## The data:
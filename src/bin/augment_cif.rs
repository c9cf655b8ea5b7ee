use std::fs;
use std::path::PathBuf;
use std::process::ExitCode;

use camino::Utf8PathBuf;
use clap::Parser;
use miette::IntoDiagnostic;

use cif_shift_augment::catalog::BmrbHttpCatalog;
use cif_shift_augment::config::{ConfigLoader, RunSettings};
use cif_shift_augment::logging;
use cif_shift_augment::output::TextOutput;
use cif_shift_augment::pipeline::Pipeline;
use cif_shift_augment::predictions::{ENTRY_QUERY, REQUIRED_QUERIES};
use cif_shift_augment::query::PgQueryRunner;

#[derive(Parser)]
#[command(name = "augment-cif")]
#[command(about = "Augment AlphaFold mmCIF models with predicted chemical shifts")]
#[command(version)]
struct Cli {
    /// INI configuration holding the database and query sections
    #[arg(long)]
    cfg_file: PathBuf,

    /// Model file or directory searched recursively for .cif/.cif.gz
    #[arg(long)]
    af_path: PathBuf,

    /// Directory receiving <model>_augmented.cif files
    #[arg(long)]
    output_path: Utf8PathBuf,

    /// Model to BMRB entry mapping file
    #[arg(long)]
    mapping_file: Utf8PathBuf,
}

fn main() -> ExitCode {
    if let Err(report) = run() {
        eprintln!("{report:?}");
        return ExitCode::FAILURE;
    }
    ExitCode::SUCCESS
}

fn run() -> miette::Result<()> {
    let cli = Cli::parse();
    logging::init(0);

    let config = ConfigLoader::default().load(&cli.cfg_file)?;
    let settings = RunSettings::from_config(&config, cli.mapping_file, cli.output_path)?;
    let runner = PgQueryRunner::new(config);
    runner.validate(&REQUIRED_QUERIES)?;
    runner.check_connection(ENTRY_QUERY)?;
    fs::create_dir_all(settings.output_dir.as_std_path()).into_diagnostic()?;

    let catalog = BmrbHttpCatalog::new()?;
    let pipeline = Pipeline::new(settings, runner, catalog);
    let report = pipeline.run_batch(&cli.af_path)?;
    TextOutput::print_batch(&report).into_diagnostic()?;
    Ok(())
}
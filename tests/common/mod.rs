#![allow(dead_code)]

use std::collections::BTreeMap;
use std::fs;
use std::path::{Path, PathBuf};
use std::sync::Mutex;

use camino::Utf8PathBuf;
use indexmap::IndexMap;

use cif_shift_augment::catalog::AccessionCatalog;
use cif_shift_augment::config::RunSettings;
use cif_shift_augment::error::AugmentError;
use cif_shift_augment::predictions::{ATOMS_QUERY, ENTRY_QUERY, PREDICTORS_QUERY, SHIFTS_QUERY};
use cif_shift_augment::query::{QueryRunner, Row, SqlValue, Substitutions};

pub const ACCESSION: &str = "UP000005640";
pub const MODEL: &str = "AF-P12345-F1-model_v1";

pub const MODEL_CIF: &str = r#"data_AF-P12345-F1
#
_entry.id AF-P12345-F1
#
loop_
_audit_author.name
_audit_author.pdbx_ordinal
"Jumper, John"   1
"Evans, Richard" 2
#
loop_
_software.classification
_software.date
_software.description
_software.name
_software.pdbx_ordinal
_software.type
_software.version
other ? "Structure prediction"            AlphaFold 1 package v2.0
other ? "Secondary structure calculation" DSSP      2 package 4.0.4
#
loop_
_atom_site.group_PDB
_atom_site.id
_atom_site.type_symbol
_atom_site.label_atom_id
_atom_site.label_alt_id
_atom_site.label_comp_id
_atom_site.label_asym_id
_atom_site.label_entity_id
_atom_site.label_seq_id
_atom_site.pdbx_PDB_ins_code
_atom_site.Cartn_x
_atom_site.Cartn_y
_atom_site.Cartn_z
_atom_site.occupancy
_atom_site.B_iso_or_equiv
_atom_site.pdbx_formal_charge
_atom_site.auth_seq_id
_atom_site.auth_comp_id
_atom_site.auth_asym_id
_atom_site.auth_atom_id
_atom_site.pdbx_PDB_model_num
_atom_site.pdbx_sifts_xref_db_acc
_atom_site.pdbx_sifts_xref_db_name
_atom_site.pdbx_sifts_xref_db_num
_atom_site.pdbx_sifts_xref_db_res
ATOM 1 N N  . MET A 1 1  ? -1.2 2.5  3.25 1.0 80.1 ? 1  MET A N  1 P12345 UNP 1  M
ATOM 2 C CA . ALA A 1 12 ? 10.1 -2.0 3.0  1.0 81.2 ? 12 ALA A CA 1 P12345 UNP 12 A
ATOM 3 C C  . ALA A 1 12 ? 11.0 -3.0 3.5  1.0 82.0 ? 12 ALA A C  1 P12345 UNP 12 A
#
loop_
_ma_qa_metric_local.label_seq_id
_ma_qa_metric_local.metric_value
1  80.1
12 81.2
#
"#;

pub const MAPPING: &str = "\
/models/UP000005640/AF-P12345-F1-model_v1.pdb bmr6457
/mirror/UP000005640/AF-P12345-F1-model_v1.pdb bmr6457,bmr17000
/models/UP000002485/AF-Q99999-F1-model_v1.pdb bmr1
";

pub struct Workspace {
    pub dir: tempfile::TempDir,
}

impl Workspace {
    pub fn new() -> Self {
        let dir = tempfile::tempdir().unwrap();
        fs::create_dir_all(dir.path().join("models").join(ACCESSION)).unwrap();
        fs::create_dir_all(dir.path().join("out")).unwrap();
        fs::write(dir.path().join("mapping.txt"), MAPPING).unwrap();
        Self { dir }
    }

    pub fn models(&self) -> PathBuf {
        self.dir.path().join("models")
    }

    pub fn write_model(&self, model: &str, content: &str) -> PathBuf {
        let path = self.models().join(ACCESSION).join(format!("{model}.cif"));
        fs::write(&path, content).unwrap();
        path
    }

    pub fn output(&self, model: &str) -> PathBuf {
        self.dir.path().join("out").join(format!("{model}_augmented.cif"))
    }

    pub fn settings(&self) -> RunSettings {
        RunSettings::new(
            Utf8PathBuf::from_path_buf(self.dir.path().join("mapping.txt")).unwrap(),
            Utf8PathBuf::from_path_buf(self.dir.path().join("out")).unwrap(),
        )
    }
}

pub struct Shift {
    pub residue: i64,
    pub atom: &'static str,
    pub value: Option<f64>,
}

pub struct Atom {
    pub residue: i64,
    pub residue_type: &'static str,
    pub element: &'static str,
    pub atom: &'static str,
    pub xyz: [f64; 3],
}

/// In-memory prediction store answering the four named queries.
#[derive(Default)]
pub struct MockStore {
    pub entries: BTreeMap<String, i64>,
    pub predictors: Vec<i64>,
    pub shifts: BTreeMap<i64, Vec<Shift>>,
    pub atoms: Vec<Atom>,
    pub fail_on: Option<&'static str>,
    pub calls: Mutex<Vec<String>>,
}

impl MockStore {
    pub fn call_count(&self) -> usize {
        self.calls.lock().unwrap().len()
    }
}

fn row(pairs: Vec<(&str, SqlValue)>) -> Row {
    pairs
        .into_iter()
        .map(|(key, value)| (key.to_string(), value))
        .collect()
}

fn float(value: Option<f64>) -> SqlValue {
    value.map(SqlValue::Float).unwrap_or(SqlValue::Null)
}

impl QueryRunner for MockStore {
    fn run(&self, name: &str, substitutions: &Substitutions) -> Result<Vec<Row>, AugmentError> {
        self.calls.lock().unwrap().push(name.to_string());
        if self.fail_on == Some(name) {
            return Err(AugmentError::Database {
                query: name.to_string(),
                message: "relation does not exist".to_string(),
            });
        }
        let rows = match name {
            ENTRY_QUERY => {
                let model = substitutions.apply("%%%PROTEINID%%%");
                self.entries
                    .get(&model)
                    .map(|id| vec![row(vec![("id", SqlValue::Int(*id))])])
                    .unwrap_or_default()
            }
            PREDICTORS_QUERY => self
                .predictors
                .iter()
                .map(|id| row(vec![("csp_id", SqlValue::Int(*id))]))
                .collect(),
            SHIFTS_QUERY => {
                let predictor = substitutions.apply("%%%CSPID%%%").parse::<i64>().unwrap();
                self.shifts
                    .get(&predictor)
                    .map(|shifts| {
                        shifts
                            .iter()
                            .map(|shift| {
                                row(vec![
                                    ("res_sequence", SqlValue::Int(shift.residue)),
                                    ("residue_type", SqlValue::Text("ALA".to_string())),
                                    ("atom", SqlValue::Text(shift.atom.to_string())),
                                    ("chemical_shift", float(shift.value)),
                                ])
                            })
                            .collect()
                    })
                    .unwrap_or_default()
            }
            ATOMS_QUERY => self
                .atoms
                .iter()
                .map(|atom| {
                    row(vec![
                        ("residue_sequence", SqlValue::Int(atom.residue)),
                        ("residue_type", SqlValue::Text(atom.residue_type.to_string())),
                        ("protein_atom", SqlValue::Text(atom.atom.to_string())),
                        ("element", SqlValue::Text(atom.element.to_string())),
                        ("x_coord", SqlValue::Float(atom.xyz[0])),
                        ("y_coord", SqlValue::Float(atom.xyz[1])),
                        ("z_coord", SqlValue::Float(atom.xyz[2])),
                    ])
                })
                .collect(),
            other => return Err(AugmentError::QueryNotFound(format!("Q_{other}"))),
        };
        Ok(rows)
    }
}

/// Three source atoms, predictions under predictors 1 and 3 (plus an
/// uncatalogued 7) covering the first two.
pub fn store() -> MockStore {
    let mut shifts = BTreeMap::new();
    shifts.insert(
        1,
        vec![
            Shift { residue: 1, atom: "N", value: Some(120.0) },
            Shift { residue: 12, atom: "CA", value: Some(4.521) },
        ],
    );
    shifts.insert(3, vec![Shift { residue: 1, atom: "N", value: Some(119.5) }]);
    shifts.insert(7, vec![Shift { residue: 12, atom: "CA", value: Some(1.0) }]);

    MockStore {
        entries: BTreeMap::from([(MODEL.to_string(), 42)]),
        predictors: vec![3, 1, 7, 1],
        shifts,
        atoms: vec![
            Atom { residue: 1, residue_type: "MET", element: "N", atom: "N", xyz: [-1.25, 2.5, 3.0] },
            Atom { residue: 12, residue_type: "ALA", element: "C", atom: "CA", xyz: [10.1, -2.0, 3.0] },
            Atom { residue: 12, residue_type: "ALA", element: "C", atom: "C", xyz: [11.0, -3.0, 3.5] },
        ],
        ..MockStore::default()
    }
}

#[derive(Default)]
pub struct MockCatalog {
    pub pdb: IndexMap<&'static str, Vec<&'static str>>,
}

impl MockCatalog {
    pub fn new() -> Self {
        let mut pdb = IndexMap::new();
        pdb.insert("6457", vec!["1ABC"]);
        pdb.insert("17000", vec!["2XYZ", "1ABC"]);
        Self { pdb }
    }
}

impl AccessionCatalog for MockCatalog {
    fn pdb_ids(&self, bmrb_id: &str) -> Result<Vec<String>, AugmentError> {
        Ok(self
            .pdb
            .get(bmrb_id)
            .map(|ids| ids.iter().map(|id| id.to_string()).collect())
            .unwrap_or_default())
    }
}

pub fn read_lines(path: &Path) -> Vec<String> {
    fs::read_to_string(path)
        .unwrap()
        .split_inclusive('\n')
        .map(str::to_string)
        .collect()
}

---

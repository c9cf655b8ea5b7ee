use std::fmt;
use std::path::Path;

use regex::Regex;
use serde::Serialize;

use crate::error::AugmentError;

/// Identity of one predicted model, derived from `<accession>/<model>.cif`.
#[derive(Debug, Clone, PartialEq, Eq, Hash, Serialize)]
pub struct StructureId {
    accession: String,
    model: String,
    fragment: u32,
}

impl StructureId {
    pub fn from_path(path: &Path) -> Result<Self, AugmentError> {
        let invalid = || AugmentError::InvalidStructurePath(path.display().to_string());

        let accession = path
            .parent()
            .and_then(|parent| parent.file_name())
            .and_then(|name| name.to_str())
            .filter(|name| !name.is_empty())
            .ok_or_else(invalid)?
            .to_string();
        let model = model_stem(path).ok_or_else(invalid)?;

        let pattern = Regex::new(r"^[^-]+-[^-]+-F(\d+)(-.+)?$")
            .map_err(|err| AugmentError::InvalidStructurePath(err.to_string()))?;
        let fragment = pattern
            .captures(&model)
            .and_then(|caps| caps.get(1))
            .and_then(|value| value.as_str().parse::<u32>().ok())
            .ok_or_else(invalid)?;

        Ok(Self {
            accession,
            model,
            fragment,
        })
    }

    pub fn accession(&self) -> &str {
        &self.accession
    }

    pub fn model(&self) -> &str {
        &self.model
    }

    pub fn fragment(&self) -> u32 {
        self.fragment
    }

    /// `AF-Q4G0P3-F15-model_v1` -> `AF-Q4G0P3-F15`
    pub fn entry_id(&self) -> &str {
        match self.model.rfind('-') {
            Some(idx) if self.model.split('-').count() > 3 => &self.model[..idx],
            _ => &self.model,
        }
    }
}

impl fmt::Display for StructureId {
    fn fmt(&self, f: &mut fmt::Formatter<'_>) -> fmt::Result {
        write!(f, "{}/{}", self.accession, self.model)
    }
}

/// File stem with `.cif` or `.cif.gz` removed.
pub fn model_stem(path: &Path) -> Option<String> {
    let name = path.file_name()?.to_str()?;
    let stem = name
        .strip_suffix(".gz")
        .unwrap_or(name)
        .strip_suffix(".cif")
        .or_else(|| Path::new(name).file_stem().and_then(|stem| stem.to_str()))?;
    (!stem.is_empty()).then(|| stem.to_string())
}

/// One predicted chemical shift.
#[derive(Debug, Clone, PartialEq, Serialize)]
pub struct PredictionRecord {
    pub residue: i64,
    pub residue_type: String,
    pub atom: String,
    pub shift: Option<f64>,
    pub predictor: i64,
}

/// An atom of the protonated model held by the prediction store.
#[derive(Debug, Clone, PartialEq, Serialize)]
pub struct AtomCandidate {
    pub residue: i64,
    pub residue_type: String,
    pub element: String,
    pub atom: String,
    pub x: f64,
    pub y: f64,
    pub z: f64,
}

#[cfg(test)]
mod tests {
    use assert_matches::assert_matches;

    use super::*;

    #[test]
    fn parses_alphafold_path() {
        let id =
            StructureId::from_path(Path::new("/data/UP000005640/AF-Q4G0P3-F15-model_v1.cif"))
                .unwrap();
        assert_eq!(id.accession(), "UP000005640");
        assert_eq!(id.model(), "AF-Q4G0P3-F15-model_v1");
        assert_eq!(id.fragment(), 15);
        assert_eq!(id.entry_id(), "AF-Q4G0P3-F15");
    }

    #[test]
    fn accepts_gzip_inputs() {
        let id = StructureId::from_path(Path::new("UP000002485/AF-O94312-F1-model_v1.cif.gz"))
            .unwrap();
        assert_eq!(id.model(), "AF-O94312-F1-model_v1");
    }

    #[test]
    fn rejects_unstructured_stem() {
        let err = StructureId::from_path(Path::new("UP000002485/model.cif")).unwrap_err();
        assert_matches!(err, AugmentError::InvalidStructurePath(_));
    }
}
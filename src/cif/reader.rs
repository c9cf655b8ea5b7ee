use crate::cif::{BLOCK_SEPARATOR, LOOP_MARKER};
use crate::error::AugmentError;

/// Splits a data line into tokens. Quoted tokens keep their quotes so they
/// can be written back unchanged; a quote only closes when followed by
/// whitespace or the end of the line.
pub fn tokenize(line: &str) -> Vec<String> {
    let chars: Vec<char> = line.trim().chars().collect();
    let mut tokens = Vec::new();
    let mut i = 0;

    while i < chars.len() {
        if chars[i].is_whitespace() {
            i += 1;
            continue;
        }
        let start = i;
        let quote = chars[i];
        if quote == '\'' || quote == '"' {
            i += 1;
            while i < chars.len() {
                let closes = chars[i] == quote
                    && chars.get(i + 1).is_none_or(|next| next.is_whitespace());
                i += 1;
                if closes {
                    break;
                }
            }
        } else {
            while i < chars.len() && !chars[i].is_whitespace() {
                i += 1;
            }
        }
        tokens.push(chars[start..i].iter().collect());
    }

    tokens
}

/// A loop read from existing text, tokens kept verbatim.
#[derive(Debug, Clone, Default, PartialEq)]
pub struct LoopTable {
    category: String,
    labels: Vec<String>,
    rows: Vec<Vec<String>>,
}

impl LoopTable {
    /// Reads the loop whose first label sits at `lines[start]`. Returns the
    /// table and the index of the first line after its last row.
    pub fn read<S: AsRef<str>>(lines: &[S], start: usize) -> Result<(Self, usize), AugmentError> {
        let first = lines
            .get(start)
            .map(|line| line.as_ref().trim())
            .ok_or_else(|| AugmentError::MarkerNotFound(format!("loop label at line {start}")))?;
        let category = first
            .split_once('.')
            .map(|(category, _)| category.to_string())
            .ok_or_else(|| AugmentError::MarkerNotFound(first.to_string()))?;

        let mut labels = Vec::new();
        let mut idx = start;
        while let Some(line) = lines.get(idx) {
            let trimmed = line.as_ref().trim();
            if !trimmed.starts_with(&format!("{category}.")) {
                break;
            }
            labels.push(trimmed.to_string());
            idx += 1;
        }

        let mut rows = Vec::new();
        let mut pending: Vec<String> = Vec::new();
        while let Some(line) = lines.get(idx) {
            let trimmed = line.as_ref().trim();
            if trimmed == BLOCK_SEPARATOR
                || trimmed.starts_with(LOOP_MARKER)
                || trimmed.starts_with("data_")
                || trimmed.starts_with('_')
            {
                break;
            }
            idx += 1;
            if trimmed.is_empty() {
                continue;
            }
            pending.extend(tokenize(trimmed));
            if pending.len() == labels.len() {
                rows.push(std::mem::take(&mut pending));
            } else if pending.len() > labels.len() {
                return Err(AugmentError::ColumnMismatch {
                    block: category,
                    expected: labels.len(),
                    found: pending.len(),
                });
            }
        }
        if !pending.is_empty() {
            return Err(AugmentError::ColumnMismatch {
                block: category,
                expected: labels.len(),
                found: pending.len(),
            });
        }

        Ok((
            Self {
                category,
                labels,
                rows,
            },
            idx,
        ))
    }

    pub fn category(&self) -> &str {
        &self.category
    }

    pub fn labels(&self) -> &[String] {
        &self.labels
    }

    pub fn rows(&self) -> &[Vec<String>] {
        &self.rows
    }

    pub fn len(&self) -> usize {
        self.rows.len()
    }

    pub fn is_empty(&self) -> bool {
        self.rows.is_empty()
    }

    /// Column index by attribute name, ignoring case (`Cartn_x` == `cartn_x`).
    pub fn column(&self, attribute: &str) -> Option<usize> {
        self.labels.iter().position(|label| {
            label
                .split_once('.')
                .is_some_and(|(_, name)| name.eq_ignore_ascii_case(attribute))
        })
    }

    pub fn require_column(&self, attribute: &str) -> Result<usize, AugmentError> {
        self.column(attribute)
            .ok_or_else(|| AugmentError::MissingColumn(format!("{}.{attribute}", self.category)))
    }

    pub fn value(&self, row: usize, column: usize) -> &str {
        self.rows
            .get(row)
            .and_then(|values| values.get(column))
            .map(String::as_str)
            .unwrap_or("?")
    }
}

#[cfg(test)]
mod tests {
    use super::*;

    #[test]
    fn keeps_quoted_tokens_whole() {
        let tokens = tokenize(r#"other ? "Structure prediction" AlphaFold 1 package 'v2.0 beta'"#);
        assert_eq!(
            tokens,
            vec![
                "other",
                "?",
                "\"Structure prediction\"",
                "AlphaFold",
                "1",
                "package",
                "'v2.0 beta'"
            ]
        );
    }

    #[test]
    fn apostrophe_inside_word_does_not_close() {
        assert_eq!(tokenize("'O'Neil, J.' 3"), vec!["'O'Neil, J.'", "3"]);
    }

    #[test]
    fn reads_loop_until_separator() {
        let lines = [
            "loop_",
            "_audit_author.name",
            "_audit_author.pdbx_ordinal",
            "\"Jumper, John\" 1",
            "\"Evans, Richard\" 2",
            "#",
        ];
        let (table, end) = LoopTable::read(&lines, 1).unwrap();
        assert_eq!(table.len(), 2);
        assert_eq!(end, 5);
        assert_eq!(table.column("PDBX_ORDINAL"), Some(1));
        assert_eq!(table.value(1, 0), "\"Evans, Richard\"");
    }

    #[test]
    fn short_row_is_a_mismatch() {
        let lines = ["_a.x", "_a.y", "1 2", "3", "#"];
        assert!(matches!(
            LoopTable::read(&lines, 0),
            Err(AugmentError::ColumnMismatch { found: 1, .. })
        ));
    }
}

* * *

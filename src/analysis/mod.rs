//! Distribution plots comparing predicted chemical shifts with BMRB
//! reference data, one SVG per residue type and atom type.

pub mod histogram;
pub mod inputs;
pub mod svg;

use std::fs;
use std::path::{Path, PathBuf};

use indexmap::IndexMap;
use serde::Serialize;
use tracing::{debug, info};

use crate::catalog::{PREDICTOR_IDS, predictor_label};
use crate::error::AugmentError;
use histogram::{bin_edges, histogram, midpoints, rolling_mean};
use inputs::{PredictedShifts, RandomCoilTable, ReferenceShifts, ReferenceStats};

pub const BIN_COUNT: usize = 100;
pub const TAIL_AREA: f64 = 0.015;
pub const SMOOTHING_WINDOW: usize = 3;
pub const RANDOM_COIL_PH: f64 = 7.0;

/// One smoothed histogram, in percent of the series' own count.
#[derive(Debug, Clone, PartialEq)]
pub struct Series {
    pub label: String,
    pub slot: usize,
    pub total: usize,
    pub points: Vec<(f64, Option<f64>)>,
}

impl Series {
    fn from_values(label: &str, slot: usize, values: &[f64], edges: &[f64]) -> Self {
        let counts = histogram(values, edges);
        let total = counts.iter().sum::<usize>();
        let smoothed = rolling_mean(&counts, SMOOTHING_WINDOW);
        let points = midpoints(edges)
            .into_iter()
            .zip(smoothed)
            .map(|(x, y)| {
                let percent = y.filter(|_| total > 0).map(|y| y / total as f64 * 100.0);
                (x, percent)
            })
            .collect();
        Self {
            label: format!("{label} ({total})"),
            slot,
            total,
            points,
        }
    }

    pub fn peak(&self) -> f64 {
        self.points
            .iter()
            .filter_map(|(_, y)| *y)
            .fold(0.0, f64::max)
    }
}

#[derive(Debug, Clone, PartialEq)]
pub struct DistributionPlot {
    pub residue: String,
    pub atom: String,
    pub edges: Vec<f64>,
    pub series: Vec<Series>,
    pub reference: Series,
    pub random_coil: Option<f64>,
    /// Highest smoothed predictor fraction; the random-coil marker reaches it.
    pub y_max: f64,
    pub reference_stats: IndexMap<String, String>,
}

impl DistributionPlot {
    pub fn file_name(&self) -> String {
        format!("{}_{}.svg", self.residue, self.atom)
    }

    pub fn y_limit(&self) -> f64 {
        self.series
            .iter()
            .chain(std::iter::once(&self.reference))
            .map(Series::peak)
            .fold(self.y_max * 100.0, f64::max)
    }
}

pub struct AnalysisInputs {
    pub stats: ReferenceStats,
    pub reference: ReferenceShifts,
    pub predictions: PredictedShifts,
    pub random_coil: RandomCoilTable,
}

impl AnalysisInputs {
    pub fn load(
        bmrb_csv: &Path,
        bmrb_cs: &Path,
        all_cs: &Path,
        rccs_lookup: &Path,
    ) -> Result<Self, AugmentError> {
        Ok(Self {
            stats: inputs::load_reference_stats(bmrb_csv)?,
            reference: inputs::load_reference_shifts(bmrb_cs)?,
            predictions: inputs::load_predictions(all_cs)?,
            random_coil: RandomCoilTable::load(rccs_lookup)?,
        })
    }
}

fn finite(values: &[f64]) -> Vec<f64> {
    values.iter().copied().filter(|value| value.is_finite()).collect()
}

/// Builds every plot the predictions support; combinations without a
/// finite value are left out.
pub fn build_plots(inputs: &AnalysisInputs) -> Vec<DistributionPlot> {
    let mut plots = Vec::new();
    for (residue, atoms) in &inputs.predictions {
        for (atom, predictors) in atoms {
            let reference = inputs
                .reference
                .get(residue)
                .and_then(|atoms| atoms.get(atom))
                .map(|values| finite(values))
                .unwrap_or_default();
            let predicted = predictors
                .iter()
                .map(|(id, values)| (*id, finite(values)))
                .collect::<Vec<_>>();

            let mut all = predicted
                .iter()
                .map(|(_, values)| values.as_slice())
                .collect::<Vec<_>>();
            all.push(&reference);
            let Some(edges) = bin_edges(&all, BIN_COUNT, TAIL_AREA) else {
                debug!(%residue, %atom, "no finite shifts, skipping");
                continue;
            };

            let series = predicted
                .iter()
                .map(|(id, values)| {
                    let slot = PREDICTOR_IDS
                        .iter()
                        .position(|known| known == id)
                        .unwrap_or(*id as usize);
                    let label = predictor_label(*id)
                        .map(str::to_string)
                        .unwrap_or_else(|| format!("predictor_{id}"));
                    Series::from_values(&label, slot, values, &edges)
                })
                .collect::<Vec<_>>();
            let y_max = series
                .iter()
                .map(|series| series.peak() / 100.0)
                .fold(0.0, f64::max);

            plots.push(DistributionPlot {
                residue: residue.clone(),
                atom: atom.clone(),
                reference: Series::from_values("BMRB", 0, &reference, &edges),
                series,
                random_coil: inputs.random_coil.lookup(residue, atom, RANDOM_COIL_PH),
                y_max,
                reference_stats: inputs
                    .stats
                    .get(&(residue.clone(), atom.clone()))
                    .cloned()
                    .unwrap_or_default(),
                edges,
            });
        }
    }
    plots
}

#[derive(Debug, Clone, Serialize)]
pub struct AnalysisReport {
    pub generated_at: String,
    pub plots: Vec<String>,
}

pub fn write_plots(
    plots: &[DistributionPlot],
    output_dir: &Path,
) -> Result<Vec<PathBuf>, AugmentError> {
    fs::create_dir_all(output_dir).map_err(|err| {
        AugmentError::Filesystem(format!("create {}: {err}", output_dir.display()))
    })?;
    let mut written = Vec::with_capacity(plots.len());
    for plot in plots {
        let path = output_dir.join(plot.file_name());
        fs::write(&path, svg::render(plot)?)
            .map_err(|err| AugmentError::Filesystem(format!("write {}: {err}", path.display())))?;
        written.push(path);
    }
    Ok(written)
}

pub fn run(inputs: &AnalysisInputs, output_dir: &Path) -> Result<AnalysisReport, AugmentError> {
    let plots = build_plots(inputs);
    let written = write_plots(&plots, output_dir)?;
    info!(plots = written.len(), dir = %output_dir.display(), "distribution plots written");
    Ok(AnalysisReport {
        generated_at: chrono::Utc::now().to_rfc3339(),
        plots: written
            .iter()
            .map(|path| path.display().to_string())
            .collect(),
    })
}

## Your objective:
For the string "BmrbHttpCatalog", go through the entries above and copy each line where it occurs.

## Your response:
use cif_shift_augment::catalog::BmrbHttpCatalog;
    let catalog = BmrbHttpCatalog::new()?;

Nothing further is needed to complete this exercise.